DATA SUPPLIED
---+---
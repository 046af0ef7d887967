use std::{
    fs::File,
    io::BufReader,
    path::{Path, PathBuf},
    time::Instant,
};

use anyhow::Context as _;
use clap::{Parser, Subcommand, ValueEnum};
use tracing_subscriber::EnvFilter;

#[derive(Parser, Debug)]
#[command(name = "brandpost", version)]
struct Cli {
    #[command(subcommand)]
    cmd: Command,
}

#[derive(Subcommand, Debug)]
enum Command {
    /// Write the default layout document.
    Init(InitArgs),
    /// Embed an image file into a document slot.
    SetImage(SetImageArgs),
    /// Feed recorded pointer events through an editor session.
    Replay(ReplayArgs),
    /// Export a document as a PNG.
    Render(RenderArgs),
}

#[derive(Parser, Debug)]
struct InitArgs {
    /// Output document JSON.
    #[arg(long)]
    out: PathBuf,

    /// Post format.
    #[arg(long, default_value = "square")]
    format: brandpost::PostFormat,
}

#[derive(Parser, Debug)]
struct SetImageArgs {
    /// Document JSON, updated in place.
    #[arg(long)]
    doc: PathBuf,

    /// Which slot to replace.
    #[arg(long, value_enum)]
    kind: KindChoice,

    /// Image file (png, jpeg, webp, gif or bmp).
    #[arg(long)]
    file: PathBuf,
}

#[derive(Parser, Debug)]
struct ReplayArgs {
    /// Document JSON, updated in place.
    #[arg(long)]
    doc: PathBuf,

    /// JSON array of pointer events.
    #[arg(long)]
    events: PathBuf,

    /// Preview size as `WxH`; defaults to the format's preview size.
    #[arg(long, value_parser = parse_rect)]
    rect: Option<brandpost::PreviewRect>,

    /// Editor options JSON.
    #[arg(long)]
    config: Option<PathBuf>,
}

#[derive(Parser, Debug)]
struct RenderArgs {
    /// Document JSON.
    #[arg(long)]
    doc: PathBuf,

    /// Output PNG path.
    #[arg(long)]
    out: PathBuf,

    /// TrueType/OpenType font for the text layers.
    #[arg(long)]
    font: Option<PathBuf>,

    /// Editor options JSON (export settings are read from `export`).
    #[arg(long)]
    config: Option<PathBuf>,
}

#[derive(Clone, Copy, Debug, ValueEnum)]
enum KindChoice {
    Background,
    Circle,
}

impl From<KindChoice> for brandpost::AssetKind {
    fn from(k: KindChoice) -> Self {
        match k {
            KindChoice::Background => Self::Background,
            KindChoice::Circle => Self::Circle,
        }
    }
}

fn main() -> anyhow::Result<()> {
    tracing_subscriber::fmt()
        .with_env_filter(
            EnvFilter::try_from_default_env().unwrap_or_else(|_| EnvFilter::new("info")),
        )
        .with_writer(std::io::stderr)
        .init();

    let cli = Cli::parse();
    match cli.cmd {
        Command::Init(args) => cmd_init(args),
        Command::SetImage(args) => cmd_set_image(args),
        Command::Replay(args) => cmd_replay(args),
        Command::Render(args) => cmd_render(args),
    }
}

fn parse_rect(s: &str) -> Result<brandpost::PreviewRect, String> {
    let (w, h) = s
        .split_once(['x', 'X'])
        .ok_or_else(|| format!("expected WxH, got '{s}'"))?;
    let w: f64 = w.trim().parse().map_err(|e| format!("width: {e}"))?;
    let h: f64 = h.trim().parse().map_err(|e| format!("height: {e}"))?;
    if !(w > 0.0 && h > 0.0) {
        return Err("width and height must be > 0".to_owned());
    }
    Ok(brandpost::PreviewRect::new(0.0, 0.0, w, h))
}

fn load_opts(path: Option<&Path>) -> anyhow::Result<brandpost::EditorOpts> {
    Ok(match path {
        Some(p) => brandpost::EditorOpts::from_path(p)?,
        None => brandpost::EditorOpts::default(),
    })
}

fn write_doc(path: &Path, doc: &brandpost::LayoutDocument) -> anyhow::Result<()> {
    if let Some(parent) = path.parent().filter(|p| !p.as_os_str().is_empty()) {
        std::fs::create_dir_all(parent)
            .with_context(|| format!("create output dir '{}'", parent.display()))?;
    }
    std::fs::write(path, doc.to_json_pretty()?)
        .with_context(|| format!("write document '{}'", path.display()))?;
    Ok(())
}

fn cmd_init(args: InitArgs) -> anyhow::Result<()> {
    let doc = brandpost::LayoutDocument::default()
        .apply(brandpost::EditAction::SetFormat(args.format));
    write_doc(&args.out, &doc)?;
    eprintln!("wrote {}", args.out.display());
    Ok(())
}

// Opens a session over an in-memory store seeded with the document on disk.
fn open_session(
    doc_path: &Path,
    opts: &brandpost::EditorOpts,
) -> anyhow::Result<brandpost::EditorSession<brandpost::MemoryStore>> {
    let doc = brandpost::LayoutDocument::from_path(doc_path)?;
    let mut store = brandpost::MemoryStore::new();
    brandpost::PersistenceBridge::save(&mut store, &opts.storage_key, &doc)?;
    Ok(brandpost::EditorSession::open(store, opts))
}

fn cmd_set_image(args: SetImageArgs) -> anyhow::Result<()> {
    let opts = brandpost::EditorOpts::default();
    let mut session = open_session(&args.doc, &opts)?;
    let bytes = std::fs::read(&args.file)
        .with_context(|| format!("read image '{}'", args.file.display()))?;
    session.load_asset(args.kind.into(), &bytes, Instant::now())?;
    write_doc(&args.doc, session.document())?;
    eprintln!("updated {}", args.doc.display());
    Ok(())
}

fn cmd_replay(args: ReplayArgs) -> anyhow::Result<()> {
    let opts = load_opts(args.config.as_deref())?;
    let mut session = open_session(&args.doc, &opts)?;
    if let Some(rect) = args.rect {
        session.set_preview_rect(rect);
    }

    let f = File::open(&args.events)
        .with_context(|| format!("open events '{}'", args.events.display()))?;
    let events: Vec<brandpost::PointerEvent> =
        serde_json::from_reader(BufReader::new(f)).with_context(|| "parse events JSON")?;

    for ev in &events {
        if let Some(tap) = session.handle_event(ev, Instant::now()) {
            println!("tap {:?} at ({}, {})", tap.target, ev.x, ev.y);
        }
    }
    session.flush(Instant::now());

    write_doc(&args.doc, session.document())?;
    eprintln!(
        "replayed {} events, wrote {}",
        events.len(),
        args.doc.display()
    );
    Ok(())
}

fn cmd_render(args: RenderArgs) -> anyhow::Result<()> {
    let opts = load_opts(args.config.as_deref())?;
    let doc = brandpost::LayoutDocument::from_path(&args.doc)?;
    let rasterizer = match &args.font {
        Some(p) => brandpost::CpuRasterizer::from_font_path(p)?,
        None => brandpost::CpuRasterizer::new(),
    };

    let exporter = brandpost::Exporter::new(rasterizer, opts.export);
    let image = match exporter.export(&doc)? {
        brandpost::ExportOutcome::Done(image) => image,
        brandpost::ExportOutcome::Busy => anyhow::bail!("an export is already running"),
    };
    image.save_png(&args.out)?;

    eprintln!(
        "wrote {} ({}x{})",
        args.out.display(),
        image.width,
        image.height
    );
    Ok(())
}
use std::sync::atomic::{AtomicBool, Ordering};

use crate::{
    config::opts::ExportOpts,
    document::model::LayoutDocument,
    foundation::error::{BrandpostError, BrandpostResult},
    render::raster::{CaptureOpts, RasterImage, Rasterizer},
};

/// Result of an export request.
#[derive(Clone, Debug, PartialEq, Eq)]
pub enum ExportOutcome {
    /// The capture finished.
    Done(RasterImage),
    /// Another export was already running; nothing was captured.
    Busy,
}

/// Single-flight PNG export.
///
/// At most one capture runs at a time. The in-flight flag is cleared on every exit path,
/// including errors and panics inside the rasterizer.
#[derive(Debug)]
pub struct Exporter<R> {
    rasterizer: R,
    opts: ExportOpts,
    busy: AtomicBool,
}

struct InFlight<'a>(&'a AtomicBool);

impl Drop for InFlight<'_> {
    fn drop(&mut self) {
        self.0.store(false, Ordering::Release);
    }
}

impl<R: Rasterizer> Exporter<R> {
    /// Wrap `rasterizer` with the given settings. Settings are checked on every export.
    pub fn new(rasterizer: R, opts: ExportOpts) -> Self {
        Self {
            rasterizer,
            opts,
            busy: AtomicBool::new(false),
        }
    }

    /// The wrapped rasterizer.
    pub fn rasterizer(&self) -> &R {
        &self.rasterizer
    }

    /// Export settings.
    pub fn opts(&self) -> &ExportOpts {
        &self.opts
    }

    /// Whether a capture is in flight.
    pub fn is_exporting(&self) -> bool {
        self.busy.load(Ordering::Acquire)
    }

    /// Capture `doc`: wait for fonts, let layout settle, then rasterize.
    ///
    /// Returns [`ExportOutcome::Busy`] without touching the rasterizer when an export is already
    /// running. Failures come back as [`BrandpostError::Export`].
    #[tracing::instrument(skip(self, doc), fields(format = doc.format.name(), scale = self.opts.scale))]
    pub fn export(&self, doc: &LayoutDocument) -> BrandpostResult<ExportOutcome> {
        self.opts.validate().map_err(into_export)?;
        if self
            .busy
            .compare_exchange(false, true, Ordering::AcqRel, Ordering::Acquire)
            .is_err()
        {
            tracing::debug!("export already in flight, request ignored");
            return Ok(ExportOutcome::Busy);
        }
        let _in_flight = InFlight(&self.busy);

        self.rasterizer.fonts_ready().map_err(into_export)?;
        let settle = self.opts.settle();
        if !settle.is_zero() {
            std::thread::sleep(settle);
        }

        let capture = CaptureOpts {
            scale: self.opts.scale,
            background: self.opts.background,
        };
        let image = self
            .rasterizer
            .capture(doc, &capture)
            .map_err(into_export)
            .inspect_err(|e| tracing::warn!(error = %e, "export failed"))?;
        tracing::info!(width = image.width, height = image.height, "export finished");
        Ok(ExportOutcome::Done(image))
    }
}

fn into_export(e: BrandpostError) -> BrandpostError {
    match e {
        BrandpostError::Export(_) => e,
        other => BrandpostError::export(other.to_string()),
    }
}

#[cfg(test)]
#[path = "../../tests/unit/export/exporter.rs"]
mod tests;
---+---
WHAT TO WORK ON
Every line from the line containing "in flight, request" through the line containing "let capture = CaptureOpts" in the records above must be retyped exactly. Leave out the rest.

OUTPUT FOR THIS TASK
            tracing::debug!("export already in flight, request ignored");
            return Ok(ExportOutcome::Busy);
        }
        let _in_flight = InFlight(&self.busy);

        self.rasterizer.fonts_ready().map_err(into_export)?;
        let settle = self.opts.settle();
        if !settle.is_zero() {
            std::thread::sleep(settle);
        }

        let capture = CaptureOpts {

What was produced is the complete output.